Man fuhr ihn in die Strafanstalt Roter Ochse, hier und im Gestapo-Gefängnis am Hallmarkt wurden in diesen Tagen politische Gegner inhaftiert. In Haft wurde ihm gesagt „Sie sind ja sowieso ein toter Mann!“. Man habe ihm garantiert, wäre er gesund, hätte man Hackfleisch aus ihm gemacht. Nach wenigen Tagen wurde er in ein Krankenhaus entlassen.
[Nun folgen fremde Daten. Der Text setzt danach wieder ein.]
// ABOUTME: Shared test utilities and setup functions for integration tests
// ABOUTME: Provides in-memory databases, the seed fixture, routers and quiet logging
//
// Licensed under either of Apache License, Version 2.0 or MIT License at your option.
// Copyright ©2025 Async-IO.org
#![allow(
    dead_code,
    clippy::missing_errors_doc,
    clippy::missing_panics_doc,
    clippy::must_use_candidate
)]
//! Shared test utilities for `fridge_food_server`
//!
//! This module provides common test setup functions to reduce duplication
//! across integration tests.

use std::net::SocketAddr;
use std::sync::{Arc, Once};

use anyhow::Result;
use axum::Router;
use fridge_food_server::{
    config::environment::{DatabaseUrl, ServerConfig},
    database_plugins::{factory::Database, DatabaseProvider},
    resources::ServerResources,
    seed::{SeedFile, SeedPlan},
    server,
};
use tokio::net::TcpListener;

static INIT_LOGGER: Once = Once::new();

/// Seed fixture shared by the route, client and bench tests
///
/// Recipe ids follow declaration order: Omelette is 1, Tomato Rice is 5.
pub const SEED_FIXTURE: &str = r"
categories:
  - name: Dairy
    keywords: [Egg, Milk]
  - name: Grains
    keywords: [Rice, Flour]
  - name: Vegetables
    keywords: [Tomato, Onion]
recipes:
  - name: Omelette
    cuisine: French
    total_time_in_mins: 10
    url: https://example.com/omelette
    ingredients: [egg]
  - name: Egg Fried Rice
    cuisine: Chinese
    total_time_in_mins: 25
    ingredients: [egg, rice]
  - name: Scrambled Eggs
    total_time_in_mins: 8
    ingredients: [egg, milk]
  - name: Pancakes
    cuisine: American
    total_time_in_mins: 20
    ingredients: [egg, milk, flour]
  - name: Tomato Rice
    cuisine: Indian
    total_time_in_mins: 30
    ingredients: 'tomato, onion, rice'
";

/// Initialize quiet logging for tests (call once per test process)
pub fn init_test_logging() {
    INIT_LOGGER.call_once(|| {
        // Check for TEST_LOG environment variable to control test logging level
        let log_level = match std::env::var("TEST_LOG").as_deref() {
            Ok("TRACE") => tracing::Level::TRACE,
            Ok("DEBUG") => tracing::Level::DEBUG,
            Ok("INFO") => tracing::Level::INFO,
            _ => tracing::Level::WARN, // Default to WARN for quiet tests
        };

        // Unit tests in the same binary may have installed one already
        let _ = tracing_subscriber::fmt()
            .with_max_level(log_level)
            .with_test_writer()
            .try_init();
    });
}

/// Empty in-memory database with the schema created
pub async fn create_test_database() -> Result<Database> {
    init_test_logging();
    let database = Database::new("sqlite::memory:", 1).await?;
    database.migrate().await?;
    Ok(database)
}

/// In-memory database without any schema, so every query fails
pub async fn create_broken_database() -> Result<Database> {
    init_test_logging();
    Ok(Database::new("sqlite::memory:", 1).await?)
}

/// Parsed plan of [`SEED_FIXTURE`]
pub fn fixture_plan() -> Result<SeedPlan> {
    let file = SeedFile::from_yaml_str(SEED_FIXTURE)?;
    Ok(SeedPlan::build(&file)?)
}

/// In-memory database loaded with [`SEED_FIXTURE`]
pub async fn create_seeded_database() -> Result<Database> {
    let database = create_test_database().await?;
    database.load_seed(&fixture_plan()?, false).await?;
    Ok(database)
}

/// Server resources around `database` with default configuration
pub fn create_test_resources(database: Database) -> Arc<ServerResources> {
    let mut config = ServerConfig::default();
    config.database.url = DatabaseUrl::Memory;
    Arc::new(ServerResources::new(database, config))
}

/// Fully layered router over the seeded fixture
pub async fn create_test_router() -> Result<Router> {
    let database = create_seeded_database().await?;
    Ok(server::build_router(create_test_resources(database)))
}

/// Serve `database` on an ephemeral local port; returns the API base URL
pub async fn spawn_test_server(database: Database) -> Result<String> {
    let listener = TcpListener::bind("127.0.0.1:0").await?;
    let address: SocketAddr = listener.local_addr()?;
    let resources = create_test_resources(database);
    tokio::spawn(async move {
        let _ = server::serve(listener, resources).await;
    });
    Ok(format!("http://{address}/api"))
}

/// Names of `recipes`, in order
pub fn recipe_names(recipes: &[fridge_food_server::models::Recipe]) -> Vec<&str> {
    recipes.iter().map(|recipe| recipe.name.as_str()).collect()
}
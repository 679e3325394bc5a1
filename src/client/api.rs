// ABOUTME: reqwest-based HTTP client for the ingredient catalog and recipe matcher
// ABOUTME: Turns non-2xx answers into server errors carrying the response message
//
// Licensed under either of Apache License, Version 2.0 or MIT License at your option.
// Copyright ©2025 Async-IO.org

use std::time::Duration;

use fridge_core::constants::routes;
use fridge_core::errors::ErrorResponse;
use fridge_core::models::{Catalog, Recipe, RecipeSearchRequest};
use reqwest::{Client, Response};
use serde::de::DeserializeOwned;
use tracing::debug;

use super::{ClientError, ClientResult};

const REQUEST_TIMEOUT: Duration = Duration::from_secs(30);

/// Client for one recipe API deployment
#[derive(Debug, Clone)]
pub struct ApiClient {
    http: Client,
    base_url: String,
}

impl ApiClient {
    /// Client for the API at `base_url`, e.g. `http://localhost:5000/api`
    ///
    /// # Errors
    ///
    /// Returns `InvalidUrl` if `base_url` is not an absolute http(s) URL, or
    /// `Network` if the HTTP client cannot be built
    pub fn new(base_url: &str) -> ClientResult<Self> {
        let http = Client::builder().timeout(REQUEST_TIMEOUT).build()?;
        Self::with_http_client(http, base_url)
    }

    /// Client reusing an existing `reqwest::Client`
    ///
    /// # Errors
    ///
    /// Returns `InvalidUrl` if `base_url` is not an absolute http(s) URL
    pub fn with_http_client(http: Client, base_url: &str) -> ClientResult<Self> {
        let parsed = url::Url::parse(base_url).map_err(|e| ClientError::InvalidUrl {
            url: base_url.to_owned(),
            reason: e.to_string(),
        })?;
        if !matches!(parsed.scheme(), "http" | "https") {
            return Err(ClientError::InvalidUrl {
                url: base_url.to_owned(),
                reason: format!("unsupported scheme '{}'", parsed.scheme()),
            });
        }

        Ok(Self {
            http,
            base_url: base_url.trim_end_matches('/').to_owned(),
        })
    }

    /// Base URL without trailing slash
    #[must_use]
    pub fn base_url(&self) -> &str {
        &self.base_url
    }

    fn endpoint(&self, path: &str) -> String {
        format!("{}{path}", self.base_url)
    }

    /// GET the ingredient catalog
    ///
    /// # Errors
    ///
    /// Returns `Network`, `Server` or `Decode` on failure
    pub async fn fetch_catalog(&self) -> ClientResult<Catalog> {
        let url = self.endpoint(routes::INGREDIENTS);
        debug!(%url, "Fetching catalog");
        let response = self.http.get(&url).send().await?;
        Self::decode(response).await
    }

    /// POST a selection to the matcher
    ///
    /// # Errors
    ///
    /// Returns `Network`, `Server` or `Decode` on failure
    pub async fn find_recipes(&self, names: &[String]) -> ClientResult<Vec<Recipe>> {
        let url = self.endpoint(routes::RECIPES);
        debug!(%url, selected = names.len(), "Finding recipes");
        let body = RecipeSearchRequest::new(names.iter().cloned());
        let response = self.http.post(&url).json(&body).send().await?;
        Self::decode(response).await
    }

    async fn decode<T: DeserializeOwned>(response: Response) -> ClientResult<T> {
        let status = response.status();
        let bytes = response.bytes().await?;

        if !status.is_success() {
            let message = serde_json::from_slice::<ErrorResponse>(&bytes).map_or_else(
                |_| String::from_utf8_lossy(&bytes).trim().to_owned(),
                |error| error.message,
            );
            return Err(ClientError::Server {
                status: status.as_u16(),
                message,
            });
        }

        Ok(serde_json::from_slice(&bytes)?)
    }
}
Hier demütigte man ihn, indem man ihn zwang, vom Krankenbett den Hitlergruß zu zeigen, so berichtete er es seiner Frau.
Im Mai 1933 wurde das Parteivermögen der SPD beschlagnahmt, ihre Verlage stillgelegt. Am 22. Juni 1933 wurde die SPD verboten. Etwa 3000 Sozialdemokraten wurden allein 1933 verhaftet.
Hedwig Peters und die drei Kinder zogen in dieser Situation zu Hedwigs Mutter Mathilde Albrecht (*1858-1937). Im Erdgeschoss der Lindenstraße 53 befand sich noch immer der Tabakladen, den inzwischen Hedwigs Bruder, Rudolf Albrecht, führte. Hierhin wurde Franz Peters etwa Ende Juni aus der Universitätsklinik mit attestierter Herzklappenentzündung, Herzmuskel- und Kreislaufschwäche entlassen.
Am 11. August 1933 verstarb Franz Peters mit 44 Jahren im Kreis seiner Familie.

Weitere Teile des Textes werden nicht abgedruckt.